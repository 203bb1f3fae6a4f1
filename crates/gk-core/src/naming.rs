//! Naming conventions shared by the sagas, the routing editor, and cleanup.

use chrono::NaiveDate;

use crate::enums::{KeyType, PlatformKind};

/// Prefix of every key file and comment written by git-keys.
pub const MANAGED_PREFIX: &str = "git-keys";

/// Suffix appended to a key file while a rotation is in flight.
pub const TEMP_SUFFIX: &str = "-new";

/// `git-keys-{platform}-{account}-{algorithm}`
#[must_use]
pub fn key_file_name(kind: PlatformKind, account: &str, key_type: KeyType) -> String {
    format!("{MANAGED_PREFIX}-{kind}-{account}-{key_type}")
}

#[must_use]
pub fn temp_key_file_name(kind: PlatformKind, account: &str, key_type: KeyType) -> String {
    format!("{}{TEMP_SUFFIX}", key_file_name(kind, account, key_type))
}

/// Comment embedded in generated keys: `git-keys:{platform}:{account}:{machine}`.
#[must_use]
pub fn key_comment(kind: PlatformKind, account: &str, machine: &str) -> String {
    format!("{MANAGED_PREFIX}:{kind}:{account}:{machine}")
}

/// Whether a file name in the key directory was written by git-keys.
#[must_use]
pub fn is_managed_key_file(name: &str) -> bool {
    name.starts_with(&format!("{MANAGED_PREFIX}-"))
}

/// Persona name as used in host aliases: spaces and `@#$` removed.
#[must_use]
pub fn sanitize_persona(name: &str) -> String {
    name.chars()
        .filter(|c| !matches!(c, ' ' | '@' | '#' | '$'))
        .collect()
}

/// Managed routing block id for one (persona, platform) pair.
#[must_use]
pub fn routing_block_id(persona: &str, kind: PlatformKind, account: &str) -> String {
    format!("{}-{kind}-{account}", sanitize_persona(persona))
}

/// Host alias routed to a persona: `{host}.{persona}`.
#[must_use]
pub fn host_alias(host: &str, persona: &str) -> String {
    format!("{host}.{}", sanitize_persona(persona))
}

/// Title attached to an uploaded public key.
#[must_use]
pub fn upload_title(account: &str, machine: &str, rotated_on: Option<NaiveDate>) -> String {
    match rotated_on {
        Some(date) => format!("{account}@{machine} (rotated {})", date.format("%Y-%m-%d")),
        None => format!("{account}@{machine}"),
    }
}

/// `{file}.old-YYYY-MM-DD`
#[must_use]
pub fn archive_file_name(file_name: &str, date: NaiveDate) -> String {
    format!("{file_name}.old-{}", date.format("%Y-%m-%d"))
}

/// Strip the `SHA256:` prefix some sources omit.
#[must_use]
pub fn normalize_fingerprint(fingerprint: &str) -> &str {
    let trimmed = fingerprint.trim();
    trimmed.strip_prefix("SHA256:").unwrap_or(trimmed)
}

/// Fingerprint equality, ignoring the `SHA256:` prefix.
#[must_use]
pub fn same_fingerprint(a: &str, b: &str) -> bool {
    let (a, b) = (normalize_fingerprint(a), normalize_fingerprint(b));
    !a.is_empty() && a == b
}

• _Task objective_
Reproduce each entry word for word.

• _Response below_
repository 203bb1f3fae6a4f1
filename crates/gk-core/src/naming.rs
//! Naming conventions shared by the sagas, the routing editor, and cleanup.

use chrono::NaiveDate;

use crate::enums::{KeyType, PlatformKind};

/// Prefix of every key file and comment written by git-keys.
pub const MANAGED_PREFIX: &str = "git-keys";

/// Suffix appended to a key file while a rotation is in flight.
pub const TEMP_SUFFIX: &str = "-new";

/// `git-keys-{platform}-{account}-{algorithm}`
#[must_use]
pub fn key_file_name(kind: PlatformKind, account: &str, key_type: KeyType) -> String {
    format!("{MANAGED_PREFIX}-{kind}-{account}-{key_type}")
}

#[must_use]
pub fn temp_key_file_name(kind: PlatformKind, account: &str, key_type: KeyType) -> String {
    format!("{}{TEMP_SUFFIX}", key_file_name(kind, account, key_type))
}

/// Comment embedded in generated keys: `git-keys:{platform}:{account}:{machine}`.
#[must_use]
pub fn key_comment(kind: PlatformKind, account: &str, machine: &str) -> String {
    format!("{MANAGED_PREFIX}:{kind}:{account}:{machine}")
}

/// Whether a file name in the key directory was written by git-keys.
#[must_use]
pub fn is_managed_key_file(name: &str) -> bool {
    name.starts_with(&format!("{MANAGED_PREFIX}-"))
}

/// Persona name as used in host aliases: spaces and `@#$` removed.
#[must_use]
pub fn sanitize_persona(name: &str) -> String {
    name.chars()
        .filter(|c| !matches!(c, ' ' | '@' | '#' | '$'))
        .collect()
}

/// Managed routing block id for one (persona, platform) pair.
#[must_use]
pub fn routing_block_id(persona: &str, kind: PlatformKind, account: &str) -> String {
    format!("{}-{kind}-{account}", sanitize_persona(persona))
}

/// Host alias routed to a persona: `{host}.{persona}`.
#[must_use]
pub fn host_alias(host: &str, persona: &str) -> String {
    format!("{host}.{}", sanitize_persona(persona))
}

/// Title attached to an uploaded public key.
#[must_use]
pub fn upload_title(account: &str, machine: &str, rotated_on: Option<NaiveDate>) -> String {
    match rotated_on {
        Some(date) => format!("{account}@{machine} (rotated {})", date.format("%Y-%m-%d")),
        None => format!("{account}@{machine}"),
    }
}

/// `{file}.old-YYYY-MM-DD`
#[must_use]
pub fn archive_file_name(file_name: &str, date: NaiveDate) -> String {
    format!("{file_name}.old-{}", date.format("%Y-%m-%d"))
}

/// Strip the `SHA256:` prefix some sources omit.
#[must_use]
pub fn normalize_fingerprint(fingerprint: &str) -> &str {
    let trimmed = fingerprint.trim();
    trimmed.strip_prefix("SHA256:").unwrap_or(trimmed)
}

/// Fingerprint equality, ignoring the `SHA256:` prefix.
#[must_use]
pub fn same_fingerprint(a: &str, b: &str) -> bool {
    let (a, b) = (normalize_fingerprint(a), normalize_fingerprint(b));
    !a.is_empty() && a == b
}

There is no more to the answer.